Par Salah El-Gharbi *
Dans ce livre, tout en faisant le portrait d’un homme méconnu du grand public, et tout en retraçant le parcours de cet infatigable pédagogue qui fut, sous le Protectorat français, le premier Tunisien à avoir dirigé le collège Sadiki, à Tunis, cette pépinière de l’élite nationale, et celui qui fonda le lycée Khaznadar, au Bardo, l’auteure fait une œuvre, à fois, édifiante et touchante.
En lisant ce livre, il est difficile de ne pas être sensible à l’effort que l’auteure, historienne de formation, a dû déployer pour réprimer en elle le sentiment d’injustice qui devait la ronger depuis des décennies, afin de livrer au public, aussi bien le récit du parcours d’un père qui avait été, en 1958, victime de la hargne d’un Bourguiba, au summum de sa gloire, que celui d’un drame familial qui allait bouleverser la vie d’un couple et celle de ses huit enfants.
Rétablir la vérité
En effet, tout au long du récit, l’auteure est, constamment, dans la retenue. Elle expose, sans commenter, et explique sans porter de jugement péremptoire, n’ayant d’autre obsession que celle de rétablir la vérité à propos du pénible drame dont son père était la victime. Aussi, préfère-t-elle donner la parole aux témoins de l’époque (des personnalités politiques, des intellectuels et des universitaires), lesquels, à un moment ou un autre, avaient connu son père, quand il était à la tête du collège Sadiki.

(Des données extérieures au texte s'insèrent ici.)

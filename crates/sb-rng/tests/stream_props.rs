//! Stream isolation and dice bounds

use proptest::prelude::*;

use sb_rng::{DiceDef, GameRng, calc_dice};

// ============================================================================
// Helpers
// ============================================================================

fn burn(rng: &mut GameRng, draws: usize) {
    for _ in 0..draws {
        rng.rn2(1000);
    }
}

// ============================================================================
// Excursions
// ============================================================================

proptest! {
    #[test]
    fn prop_excursion_leaves_outer_stream(
        outer in any::<u64>(),
        inner in any::<u64>(),
        before in 0usize..20,
        inside in 0usize..50,
    ) {
        let mut a = GameRng::new(outer);
        let mut b = GameRng::new(outer);
        burn(&mut a, before);
        burn(&mut b, before);

        {
            let mut scoped = a.excursion(inner);
            burn(&mut scoped, inside);
            prop_assert_eq!(scoped.seed(), inner);
        }

        prop_assert_eq!(a.seed(), outer);
        prop_assert_eq!(a.next_u64(), b.next_u64());
    }

    #[test]
    fn prop_same_seed_same_excursion(outer in any::<u64>(), inner in any::<u64>(), skew in 0usize..10) {
        let mut a = GameRng::new(outer);
        let mut b = GameRng::new(outer.wrapping_add(1));
        burn(&mut b, skew);

        let first: Vec<i32> = a.with_seed(inner, |r| (0..16).map(|_| r.rn2(100)).collect());
        let second: Vec<i32> = b.with_seed(inner, |r| (0..16).map(|_| r.rn2(100)).collect());
        prop_assert_eq!(first, second);
    }

    #[test]
    fn prop_nested_excursions_unwind(seed in any::<u64>()) {
        let mut a = GameRng::new(seed);
        let mut b = GameRng::new(seed);

        a.with_seed(1, |r| {
            r.rn2(10);
            r.with_seed(2, |inner| inner.rn2(10));
            r.rn2(10)
        });

        prop_assert_eq!(a.next_u64(), b.next_u64());
    }
}

// ============================================================================
// Dice
// ============================================================================

proptest! {
    #[test]
    fn prop_roll_within_bounds(num in 0i32..10, size in 0i32..30, seed in any::<u64>()) {
        let dice = DiceDef::new(num, size);
        let mut rng = GameRng::new(seed);
        let roll = dice.roll(&mut rng);
        prop_assert!(roll <= dice.max());
        if num > 0 && size > 0 {
            prop_assert!(roll >= num);
        } else {
            prop_assert_eq!(roll, 0);
        }
    }

    #[test]
    fn prop_calc_dice_keeps_maximum_close(num in 1i32..8, max in 1i32..200, seed in any::<u64>()) {
        let mut rng = GameRng::new(seed);
        let dice = calc_dice(num, max, &mut rng);
        prop_assert!(dice.max() >= max - num);
        prop_assert!(dice.max() <= max + num);
    }
}
//! Touch and single-target spells that need no bolt

use sb_rng::{DiceDef, GameRng};

use super::{SpellResult, caster_pos, harm, subject};
use crate::geom::Coord;
use crate::resist::{AcRule, Element, apply_armour, resist_adjust};
use crate::world::{ActorId, LosMode, MapOracle, World};

/// The actor standing next to the caster at `target`.
fn touched(world: &World, caster: ActorId, target: Coord) -> Result<ActorId, SpellResult> {
    let Some(origin) = caster_pos(world, caster) else {
        return Err(SpellResult::new());
    };
    if !origin.is_adjacent(target) {
        return Err(SpellResult::no_target("That is beyond your reach."));
    }
    world
        .actor_at(target)
        .filter(|&id| id != caster)
        .ok_or_else(|| SpellResult::no_target("There is nothing there."))
}

/// Object form of [`subject`]: "you" or "the orc".
fn object(world: &World, id: ActorId) -> String {
    match id {
        ActorId::Player => "you".to_string(),
        ActorId::Monster(_) => subject(world, id).replacen("The", "the", 1),
    }
}

/// Draw life out of an adjacent living creature into the caster.
pub fn vampiric_drain(
    world: &mut World,
    rng: &mut GameRng,
    caster: ActorId,
    power: i32,
    target: Coord,
) -> SpellResult {
    let victim = match touched(world, caster, target) {
        Ok(id) => id,
        Err(result) => return result,
    };
    let Some((living, hp)) = world
        .actor(victim)
        .map(|a| (a.holiness().is_living(), a.hit_points()))
    else {
        return SpellResult::new();
    };

    let mut result = SpellResult::new();
    if !living {
        result.say(format!("{} is unaffected.", subject(world, victim)));
        return result;
    }

    let damage = (3 + rng.random2avg(9, 2) + rng.rn2(power) / 7).min(hp);
    let dealt = harm(world, &mut result, caster, victim, damage);
    let healed = world
        .actor_mut(caster)
        .map_or(0, |a| a.heal(dealt / 2));
    tracing::debug!(?victim, dealt, healed, "vampiric drain");
    if healed > 0 {
        if caster.is_player() {
            result.say("You feel life coursing into your body.");
        } else {
            result.say(format!("{} is healed.", subject(world, caster)));
        }
    }
    result
}

fn elemental_touch(
    world: &mut World,
    rng: &mut GameRng,
    caster: ActorId,
    power: i32,
    target: Coord,
    element: Element,
) -> SpellResult {
    let victim = match touched(world, caster, target) {
        Ok(id) => id,
        Err(result) => return result,
    };
    let Some((tier, ac)) = world
        .actor(victim)
        .map(|a| (a.resistance(element), a.armour_class()))
    else {
        return SpellResult::new();
    };

    let roll = DiceDef::new(1, 3 + power.min(25) / 3).roll(rng);
    let adjusted = resist_adjust(roll, element, tier, victim.is_player());
    let damage = apply_armour(ac, adjusted, AcRule::Normal, rng);

    let mut result = SpellResult::new();
    let verb = if element == Element::Cold { "freeze" } else { "burn" };
    let msg = match caster {
        ActorId::Player => format!("You {verb} {}.", object(world, victim)),
        ActorId::Monster(_) => {
            format!("{} {verb}s {}.", subject(world, caster), object(world, victim))
        }
    };
    result.say(msg);
    harm(world, &mut result, caster, victim, damage);

    if element == Element::Cold
        && let Some(mid) = victim.monster()
        && let Some(m) = world.monster_mut(mid)
        && m.cold_blooded
        && rng.coinflip()
    {
        let turns = 8 + rng.rn2(1 + power / 4);
        m.statuses.slow = m.statuses.slow.max(turns);
        let name = m.name.clone();
        result.say(format!("The {name} seems to slow down."));
    }
    result
}

/// Chill an adjacent creature.
pub fn freeze(
    world: &mut World,
    rng: &mut GameRng,
    caster: ActorId,
    power: i32,
    target: Coord,
) -> SpellResult {
    elemental_touch(world, rng, caster, power, target, Element::Cold)
}

/// Scorch an adjacent creature.
pub fn burn(
    world: &mut World,
    rng: &mut GameRng,
    caster: ActorId,
    power: i32,
    target: Coord,
) -> SpellResult {
    elemental_touch(world, rng, caster, power, target, Element::Fire)
}

/// Twist the air around a visible target into a sudden blow. Flyers are
/// thrown about worst.
pub fn airstrike(
    world: &mut World,
    rng: &mut GameRng,
    caster: ActorId,
    power: i32,
    target: Coord,
) -> SpellResult {
    let Some(origin) = caster_pos(world, caster) else {
        return SpellResult::new();
    };
    let victim = world
        .actor_at(target)
        .filter(|&id| id != caster && world.can_see(origin, target, LosMode::Normal));
    let Some(victim) = victim else {
        return SpellResult::no_target("There is nothing there to strike.");
    };
    let Some((flies, ac)) = world.actor(victim).map(|a| (a.flies(), a.armour_class())) else {
        return SpellResult::new();
    };

    let spread = rng.rn2(4) + rng.rn2(power) / 6 + rng.rn2(power) / 7;
    let mut damage = 8 + rng.rn2(spread);
    if flies {
        damage = damage * 3 / 2;
    }
    damage = (damage - rng.rn2(1 + ac)).max(0);

    let mut result = SpellResult::new();
    result.say(format!(
        "The air twists around and strikes {}!",
        object(world, victim)
    ));
    harm(world, &mut result, caster, victim, damage);
    result.noise = 4;
    result
}

#[cfg(test)]
mod tests {
    use super::*;
    use crate::spells::SpellOutcome;
    use crate::world::{Holiness, Monster, MonsterId, Resists};

    fn one_foe(at: Coord, monster: impl FnOnce(Monster) -> Monster) -> (World, MonsterId) {
        let mut world = World::from_ascii(&["@......", "......."]);
        let id = world.add_monster(monster(Monster::new(MonsterId::NONE, "orc", at, 100)));
        (world, id)
    }

    #[test]
    fn test_drain_heals_caster() {
        let (mut world, orc) = one_foe(Coord::new(1, 0), |m| m);
        world.player.hp = 10;
        let mut rng = GameRng::new(9);
        let result = vampiric_drain(&mut world, &mut rng, ActorId::Player, 50, Coord::new(1, 0));
        let lost = 100 - world.monster(orc).map_or(0, |m| m.hp);
        assert!(lost >= 3);
        assert_eq!(world.player.hp, 10 + lost / 2);
        assert!(result.messages.iter().any(|m| m.contains("life coursing")));
    }

    #[test]
    fn test_drain_capped_by_victim_hp() {
        let (mut world, orc) = one_foe(Coord::new(1, 0), |mut m| {
            m.hp = 2;
            m
        });
        world.player.hp = 10;
        let mut rng = GameRng::new(9);
        let result = vampiric_drain(&mut world, &mut rng, ActorId::Player, 50, Coord::new(1, 0));
        assert_eq!(result.killed, vec![orc]);
        assert_eq!(world.player.hp, 11);
    }

    #[test]
    fn test_drain_undead_unaffected() {
        let (mut world, zombie) =
            one_foe(Coord::new(1, 0), |m| m.with_holiness(Holiness::Undead));
        let mut rng = GameRng::new(9);
        let result = vampiric_drain(&mut world, &mut rng, ActorId::Player, 50, Coord::new(1, 0));
        assert_eq!(world.monster(zombie).map(|m| m.hp), Some(100));
        assert_eq!(result.messages, vec!["The orc is unaffected.".to_string()]);
    }

    #[test]
    fn test_touch_needs_adjacent_target() {
        let (mut world, _) = one_foe(Coord::new(3, 0), |m| m);
        let mut rng = GameRng::new(9);
        let result = freeze(&mut world, &mut rng, ActorId::Player, 50, Coord::new(3, 0));
        assert_eq!(result.outcome, SpellOutcome::NoTarget);
        let result = burn(&mut world, &mut rng, ActorId::Player, 50, Coord::new(1, 1));
        assert_eq!(result.outcome, SpellOutcome::NoTarget);
    }

    #[test]
    fn test_burn_respects_resistance() {
        let (mut world, orc) = one_foe(Coord::new(1, 1), |m| {
            m.with_resists(Resists {
                fire: 3,
                ..Default::default()
            })
        });
        let mut rng = GameRng::new(9);
        let result = burn(&mut world, &mut rng, ActorId::Player, 50, Coord::new(1, 1));
        assert_eq!(world.monster(orc).map(|m| m.hp), Some(100));
        assert_eq!(result.messages[0], "You burn the orc.");
    }

    #[test]
    fn test_freeze_damage_bounds() {
        for seed in 0..20 {
            let (mut world, orc) = one_foe(Coord::new(1, 0), |m| m);
            let mut rng = GameRng::new(seed);
            freeze(&mut world, &mut rng, ActorId::Player, 100, Coord::new(1, 0));
            let lost = 100 - world.monster(orc).map_or(0, |m| m.hp);
            assert!((1..=11).contains(&lost));
        }
    }

    #[test]
    fn test_freeze_can_slow_cold_blooded() {
        let slowed = (0..20).any(|seed| {
            let (mut world, lizard) = one_foe(Coord::new(1, 0), |mut m| {
                m.cold_blooded = true;
                m
            });
            let mut rng = GameRng::new(seed);
            freeze(&mut world, &mut rng, ActorId::Player, 40, Coord::new(1, 0));
            world.monster(lizard).is_some_and(|m| m.statuses.slow > 0)
        });
        assert!(slowed);
    }

    #[test]
    fn test_airstrike_reaches_distant_target() {
        let (mut world, orc) = one_foe(Coord::new(5, 1), |m| m);
        let mut rng = GameRng::new(9);
        let result = airstrike(&mut world, &mut rng, ActorId::Player, 60, Coord::new(5, 1));
        assert_eq!(result.outcome, SpellOutcome::Succeeded);
        assert!(world.monster(orc).is_some_and(|m| m.hp <= 92));
    }

    #[test]
    fn test_airstrike_needs_a_target() {
        let mut world = World::from_ascii(&["@......"]);
        let mut rng = GameRng::new(9);
        let result = airstrike(&mut world, &mut rng, ActorId::Player, 60, Coord::new(5, 0));
        assert_eq!(result.outcome, SpellOutcome::NoTarget);
    }
}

Tout en étant un plaidoyer qui cherche à réhabiliter la mémoire d’un père victime de l’arbitraire du nouveau pouvoir bourguibien, le livre est aussi un document historique qui essaie de reconstituer l’ambiance générale, dominée par la tension politique et la menace armée, dans laquelle le pays était plongé.
Tout commence avec le portrait du jeune Mohamed Attya et l’épisode relatant l’histoire de son amitié avec Bourguiba, alors qu’ils étaient, à l’époque, encore étudiants à Paris. Issus du Sahel, les deux jeunes hommes étaient devenus tellement proches que M. Attya avait hébergé chez lui, pour quelque temps, son ami qui, à l’époque, connaissait des difficultés matérielles.

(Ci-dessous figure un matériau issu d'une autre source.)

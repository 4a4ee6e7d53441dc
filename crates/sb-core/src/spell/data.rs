//! Built-in spell rows

use super::{SpellDescriptor, SpellFlags, SpellId, SpellSchools};

const LOS: i32 = 8;

const fn row(
    id: SpellId,
    name: &'static str,
    schools: SpellSchools,
    flags: SpellFlags,
    level: i32,
    power_cap: i32,
    range: (i32, i32),
) -> SpellDescriptor {
    SpellDescriptor {
        id,
        name,
        schools,
        flags,
        level,
        power_cap,
        min_range: range.0,
        max_range: range.1,
        noise_mod: 0,
        target_prompt: None,
    }
}

const CONJ: SpellSchools = SpellSchools::CONJURATION;
const ENCH: SpellSchools = SpellSchools::ENCHANTMENT;
const FIRE: SpellSchools = SpellSchools::FIRE;
const ICE: SpellSchools = SpellSchools::ICE;
const AIR: SpellSchools = SpellSchools::AIR;
const EARTH: SpellSchools = SpellSchools::EARTH;
const NECRO: SpellSchools = SpellSchools::NECROMANCY;
const TMUT: SpellSchools = SpellSchools::TRANSMUTATION;
const TLOC: SpellSchools = SpellSchools::TRANSLOCATION;
const POISON: SpellSchools = SpellSchools::POISON;

const DIR_TARGET: SpellFlags = SpellFlags::DIR_OR_TARGET.union(SpellFlags::NEEDS_TRACER);
const NO_RANGE: (i32, i32) = (-1, -1);
const LOS_RANGE: (i32, i32) = (LOS, LOS);

pub(super) static SPELL_DATA: &[SpellDescriptor] = &[
    row(SpellId::MagicDart, "Magic Dart", CONJ, DIR_TARGET, 1, 25, LOS_RANGE),
    row(
        SpellId::Fireball,
        "Fireball",
        CONJ.union(FIRE),
        DIR_TARGET,
        6,
        200,
        (6, 6),
    ),
    row(
        SpellId::Dig,
        "Dig",
        TMUT.union(EARTH),
        SpellFlags::DIR_OR_TARGET
            .union(SpellFlags::NOT_SELF)
            .union(SpellFlags::NEUTRAL),
        4,
        200,
        LOS_RANGE,
    ),
    row(
        SpellId::BoltOfFire,
        "Bolt of Fire",
        CONJ.union(FIRE),
        DIR_TARGET,
        6,
        200,
        (6, 6),
    ),
    row(
        SpellId::BoltOfCold,
        "Bolt of Cold",
        CONJ.union(ICE),
        DIR_TARGET,
        6,
        200,
        (7, 7),
    ),
    row(
        SpellId::LightningBolt,
        "Lightning Bolt",
        CONJ.union(AIR),
        DIR_TARGET,
        5,
        200,
        (5, 12),
    ),
    row(
        SpellId::BoltOfMagma,
        "Bolt of Magma",
        CONJ.union(FIRE).union(EARTH),
        DIR_TARGET,
        5,
        200,
        (5, 5),
    ),
    row(
        SpellId::PolymorphOther,
        "Polymorph Other",
        TMUT,
        DIR_TARGET
            .union(SpellFlags::NOT_SELF)
            .union(SpellFlags::CHAOTIC),
        5,
        200,
        LOS_RANGE,
    ),
    row(SpellId::Slow, "Slow", ENCH, DIR_TARGET, 3, 200, LOS_RANGE),
    row(
        SpellId::Haste,
        "Haste",
        ENCH,
        SpellFlags::DIR_OR_TARGET.union(SpellFlags::HELPFUL),
        6,
        200,
        LOS_RANGE,
    ),
    row(
        SpellId::Petrify,
        "Petrify",
        ENCH.union(EARTH),
        DIR_TARGET,
        4,
        200,
        LOS_RANGE,
    ),
    row(SpellId::Confuse, "Confuse", ENCH, DIR_TARGET, 3, 200, LOS_RANGE),
    row(
        SpellId::Invisibility,
        "Invisibility",
        ENCH,
        SpellFlags::DIR_OR_TARGET.union(SpellFlags::HELPFUL),
        6,
        200,
        LOS_RANGE,
    ),
    row(
        SpellId::TeleportOther,
        "Teleport Other",
        TLOC,
        DIR_TARGET
            .union(SpellFlags::NOT_SELF)
            .union(SpellFlags::ESCAPE),
        4,
        200,
        LOS_RANGE,
    ),
    row(
        SpellId::BoltOfDraining,
        "Bolt of Draining",
        CONJ.union(NECRO),
        DIR_TARGET,
        6,
        200,
        (6, 6),
    ),
    row(
        SpellId::FireStorm,
        "Fire Storm",
        CONJ.union(FIRE),
        SpellFlags::GRID
            .union(SpellFlags::AREA)
            .union(SpellFlags::NEEDS_TRACER),
        9,
        200,
        (6, 6),
    ),
    row(
        SpellId::HellfireBurst,
        "Hellfire Burst",
        CONJ.union(FIRE),
        SpellFlags::GRID
            .union(SpellFlags::AREA)
            .union(SpellFlags::UNHOLY)
            .union(SpellFlags::NEEDS_TRACER),
        9,
        200,
        LOS_RANGE,
    ),
    row(
        SpellId::Enslavement,
        "Enslavement",
        ENCH,
        DIR_TARGET.union(SpellFlags::NOT_SELF),
        4,
        200,
        LOS_RANGE,
    ),
    row(
        SpellId::Pain,
        "Pain",
        NECRO,
        DIR_TARGET.union(SpellFlags::BATTLE),
        1,
        25,
        (6, 6),
    ),
    row(
        SpellId::VampiricDraining,
        "Vampiric Draining",
        NECRO,
        SpellFlags::DIR
            .union(SpellFlags::NOT_SELF)
            .union(SpellFlags::BATTLE),
        3,
        200,
        (1, 1),
    ),
    row(
        SpellId::Freeze,
        "Freeze",
        ICE,
        SpellFlags::DIR
            .union(SpellFlags::NOT_SELF)
            .union(SpellFlags::BATTLE),
        1,
        25,
        (1, 1),
    ),
    row(
        SpellId::Burn,
        "Burn",
        FIRE,
        SpellFlags::DIR
            .union(SpellFlags::NOT_SELF)
            .union(SpellFlags::BATTLE),
        1,
        25,
        (1, 1),
    ),
    row(
        SpellId::StickyFlame,
        "Sticky Flame",
        CONJ.union(FIRE),
        DIR_TARGET,
        4,
        100,
        (5, 5),
    ),
    row(
        SpellId::DispelUndead,
        "Dispel Undead",
        NECRO,
        DIR_TARGET,
        4,
        100,
        (5, 5),
    ),
    row(
        SpellId::PoisonArrow,
        "Poison Arrow",
        CONJ.union(POISON),
        DIR_TARGET,
        6,
        200,
        (7, 7),
    ),
    row(
        SpellId::Disintegrate,
        "Disintegrate",
        TMUT,
        DIR_TARGET.union(SpellFlags::NOT_SELF),
        6,
        200,
        (6, 6),
    ),
    row(
        SpellId::ThrowIcicle,
        "Throw Icicle",
        CONJ.union(ICE),
        DIR_TARGET,
        4,
        100,
        (6, 6),
    ),
    row(
        SpellId::Airstrike,
        "Airstrike",
        AIR,
        SpellFlags::TARGET
            .union(SpellFlags::NOT_SELF)
            .union(SpellFlags::BATTLE),
        4,
        200,
        LOS_RANGE,
    ),
    row(
        SpellId::IgnitePoison,
        "Ignite Poison",
        FIRE.union(TMUT),
        SpellFlags::AREA.union(SpellFlags::BATTLE),
        6,
        200,
        NO_RANGE,
    ),
    row(
        SpellId::Shatter,
        "Shatter",
        TMUT.union(EARTH),
        SpellFlags::AREA,
        9,
        200,
        NO_RANGE,
    ),
    row(
        SpellId::StaticDischarge,
        "Static Discharge",
        CONJ.union(AIR),
        SpellFlags::AREA,
        4,
        200,
        NO_RANGE,
    ),
    row(
        SpellId::Corona,
        "Corona",
        ENCH,
        DIR_TARGET.union(SpellFlags::NOT_SELF),
        1,
        200,
        LOS_RANGE,
    ),
    SpellDescriptor {
        target_prompt: Some("Fragment what (e.g. a wall or monster)?"),
        ..row(
            SpellId::Fragmentation,
            "Lee's Rapid Deconstruction",
            TMUT.union(EARTH),
            SpellFlags::GRID,
            5,
            200,
            LOS_RANGE,
        )
    },
    row(
        SpellId::ChainLightning,
        "Chain Lightning",
        AIR.union(CONJ),
        SpellFlags::AREA,
        8,
        200,
        NO_RANGE,
    ),
    row(
        SpellId::Paralyse,
        "Paralyse",
        ENCH,
        DIR_TARGET.union(SpellFlags::MONSTER),
        4,
        200,
        LOS_RANGE,
    ),
    row(
        SpellId::Sleep,
        "Sleep",
        ENCH,
        DIR_TARGET.union(SpellFlags::NOT_SELF),
        5,
        200,
        LOS_RANGE,
    ),
    SpellDescriptor {
        noise_mod: -1,
        ..row(
            SpellId::DazzlingSpray,
            "Dazzling Spray",
            CONJ.union(ENCH),
            DIR_TARGET.union(SpellFlags::NOT_SELF),
            3,
            100,
            (6, 6),
        )
    },
];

Mais, vite, les chemins des deux amis bifurquèrent. Si Bourguiba se lança dans le combat politique contre le colonisateur, M. Attya, sa licence d’arabe en poche, préféra rentrer au pays, ayant pour ambition de contribuer à la mise en place d’un système scolaire tunisien qui soit «respectueux de l’identité nationale», «ouvert au monde et soucieux des exigences de la modernité».
Devenu enseignant au fameux collège Sadiki, M. Attya allait faire preuve de dévouement, d’abnégation et de d’inventivité au profit de la modernisation des outils pédagogiques. Passionné par son métier, il finit par être promu pour occuper successivement le poste de vice-directeur et celui de directeur du collège, des postes qui, jusqu’alors, étaient occupés par des Français.
Contexte politique fébrile
Discret, l’homme nourrissait en lui l’ambition de bien accomplir son devoir, de veiller à améliorer les conditions de travail et de vie de ses élèves et d’assurer leur sécurité dans un contexte politique marqué par la fébrilité.
D’ailleurs, outre les questions pédagogiques, ce fut lui qui était à l’origine de la création du lycée Khaznadar, conçu, au cours de l’après-guerre, comme annexe du collège Sadiki et destiné aux internes dont le nombre ne cessait de croître.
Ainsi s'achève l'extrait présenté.